[Data entries]
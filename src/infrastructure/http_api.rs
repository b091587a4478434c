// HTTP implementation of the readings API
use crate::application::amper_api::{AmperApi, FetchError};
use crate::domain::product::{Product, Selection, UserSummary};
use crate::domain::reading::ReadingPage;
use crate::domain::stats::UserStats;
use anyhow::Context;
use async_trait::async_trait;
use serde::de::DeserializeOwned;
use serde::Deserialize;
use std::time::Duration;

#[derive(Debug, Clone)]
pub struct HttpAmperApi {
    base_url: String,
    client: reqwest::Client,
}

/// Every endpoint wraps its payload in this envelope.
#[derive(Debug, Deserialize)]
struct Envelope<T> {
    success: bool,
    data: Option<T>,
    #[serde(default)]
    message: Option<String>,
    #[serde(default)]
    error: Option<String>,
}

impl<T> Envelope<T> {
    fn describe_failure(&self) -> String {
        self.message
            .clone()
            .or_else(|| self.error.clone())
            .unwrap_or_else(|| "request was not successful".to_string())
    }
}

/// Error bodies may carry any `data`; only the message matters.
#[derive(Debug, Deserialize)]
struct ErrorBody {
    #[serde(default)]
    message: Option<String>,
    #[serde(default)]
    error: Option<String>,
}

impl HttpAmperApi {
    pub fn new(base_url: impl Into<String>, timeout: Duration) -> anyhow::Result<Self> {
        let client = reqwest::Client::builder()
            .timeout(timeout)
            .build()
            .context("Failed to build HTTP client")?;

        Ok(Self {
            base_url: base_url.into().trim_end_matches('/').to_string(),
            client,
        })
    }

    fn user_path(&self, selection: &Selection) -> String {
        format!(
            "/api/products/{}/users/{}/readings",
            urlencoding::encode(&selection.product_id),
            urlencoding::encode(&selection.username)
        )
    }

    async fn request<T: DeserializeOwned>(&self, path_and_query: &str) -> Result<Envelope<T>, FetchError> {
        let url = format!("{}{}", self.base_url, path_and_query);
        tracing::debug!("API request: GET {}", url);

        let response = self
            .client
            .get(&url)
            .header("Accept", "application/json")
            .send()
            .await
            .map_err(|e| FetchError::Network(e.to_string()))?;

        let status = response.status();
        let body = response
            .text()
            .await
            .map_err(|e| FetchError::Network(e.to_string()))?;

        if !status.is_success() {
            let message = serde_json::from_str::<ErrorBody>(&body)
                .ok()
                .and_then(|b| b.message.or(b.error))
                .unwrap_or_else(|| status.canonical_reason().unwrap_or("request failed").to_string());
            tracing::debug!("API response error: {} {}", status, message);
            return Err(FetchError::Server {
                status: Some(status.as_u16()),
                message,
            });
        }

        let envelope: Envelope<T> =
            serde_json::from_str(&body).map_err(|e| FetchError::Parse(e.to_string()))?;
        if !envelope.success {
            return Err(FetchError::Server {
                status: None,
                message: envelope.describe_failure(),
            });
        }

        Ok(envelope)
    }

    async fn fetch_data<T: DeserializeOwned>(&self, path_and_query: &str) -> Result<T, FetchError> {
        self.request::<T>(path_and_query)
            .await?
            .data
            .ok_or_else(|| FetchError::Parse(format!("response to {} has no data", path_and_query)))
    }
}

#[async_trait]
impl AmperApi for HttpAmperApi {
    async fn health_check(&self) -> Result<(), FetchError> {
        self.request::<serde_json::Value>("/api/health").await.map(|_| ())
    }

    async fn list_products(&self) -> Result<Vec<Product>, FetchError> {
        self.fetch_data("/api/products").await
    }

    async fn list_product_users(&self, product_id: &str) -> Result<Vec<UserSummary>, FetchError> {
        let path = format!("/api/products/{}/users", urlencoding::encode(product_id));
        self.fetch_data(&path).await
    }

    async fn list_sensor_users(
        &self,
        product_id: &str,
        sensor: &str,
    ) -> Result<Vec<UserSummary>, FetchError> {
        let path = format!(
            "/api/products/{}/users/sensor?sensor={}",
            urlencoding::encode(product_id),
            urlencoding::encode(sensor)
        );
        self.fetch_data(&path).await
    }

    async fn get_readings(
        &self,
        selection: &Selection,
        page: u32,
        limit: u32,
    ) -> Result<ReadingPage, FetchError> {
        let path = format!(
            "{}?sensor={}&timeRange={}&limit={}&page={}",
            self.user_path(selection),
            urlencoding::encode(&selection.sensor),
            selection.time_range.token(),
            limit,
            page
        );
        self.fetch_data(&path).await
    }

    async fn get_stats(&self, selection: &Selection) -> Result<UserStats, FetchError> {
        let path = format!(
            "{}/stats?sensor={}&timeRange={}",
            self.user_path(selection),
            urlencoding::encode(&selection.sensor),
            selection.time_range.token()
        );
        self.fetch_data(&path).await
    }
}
* * *
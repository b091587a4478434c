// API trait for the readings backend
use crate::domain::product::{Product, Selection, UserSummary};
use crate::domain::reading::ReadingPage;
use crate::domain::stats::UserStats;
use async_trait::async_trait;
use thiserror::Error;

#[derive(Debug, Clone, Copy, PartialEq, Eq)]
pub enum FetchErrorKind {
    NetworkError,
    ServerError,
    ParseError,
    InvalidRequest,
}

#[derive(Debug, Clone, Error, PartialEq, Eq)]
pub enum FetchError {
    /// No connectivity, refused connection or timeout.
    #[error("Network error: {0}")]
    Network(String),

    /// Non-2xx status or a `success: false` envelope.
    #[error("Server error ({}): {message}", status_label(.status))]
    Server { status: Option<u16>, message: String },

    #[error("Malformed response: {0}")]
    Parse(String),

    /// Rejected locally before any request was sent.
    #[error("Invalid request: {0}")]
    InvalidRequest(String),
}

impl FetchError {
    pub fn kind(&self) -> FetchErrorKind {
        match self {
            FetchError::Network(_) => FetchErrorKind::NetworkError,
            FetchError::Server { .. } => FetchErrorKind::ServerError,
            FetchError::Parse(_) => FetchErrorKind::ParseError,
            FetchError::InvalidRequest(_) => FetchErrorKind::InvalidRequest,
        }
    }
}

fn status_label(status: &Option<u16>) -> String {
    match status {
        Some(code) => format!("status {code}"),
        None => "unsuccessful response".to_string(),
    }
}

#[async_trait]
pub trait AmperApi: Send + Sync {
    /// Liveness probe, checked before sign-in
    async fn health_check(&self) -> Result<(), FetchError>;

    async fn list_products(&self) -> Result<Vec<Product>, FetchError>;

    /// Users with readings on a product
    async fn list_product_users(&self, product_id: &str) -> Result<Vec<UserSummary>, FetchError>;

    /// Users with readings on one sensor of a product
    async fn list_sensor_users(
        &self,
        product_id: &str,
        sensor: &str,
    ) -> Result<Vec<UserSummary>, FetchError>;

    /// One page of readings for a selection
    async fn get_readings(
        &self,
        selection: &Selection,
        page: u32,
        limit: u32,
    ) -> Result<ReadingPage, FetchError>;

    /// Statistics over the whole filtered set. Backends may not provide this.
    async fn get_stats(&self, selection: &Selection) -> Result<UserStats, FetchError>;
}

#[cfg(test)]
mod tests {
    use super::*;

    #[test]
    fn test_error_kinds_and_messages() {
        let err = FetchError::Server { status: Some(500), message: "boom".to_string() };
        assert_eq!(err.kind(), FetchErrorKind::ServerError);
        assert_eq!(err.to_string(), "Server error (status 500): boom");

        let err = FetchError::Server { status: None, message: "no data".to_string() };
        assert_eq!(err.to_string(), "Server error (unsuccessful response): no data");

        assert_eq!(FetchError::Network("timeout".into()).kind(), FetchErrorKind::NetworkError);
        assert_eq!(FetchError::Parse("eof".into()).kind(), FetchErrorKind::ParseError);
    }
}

-- Exercise brief --
Gather each line in the entries above where the string "None" is found.

-- Answer to this task --
                status: None,
        None => "unsuccessful response".to_string(),
        let err = FetchError::Server { status: None, message: "no data".to_string() };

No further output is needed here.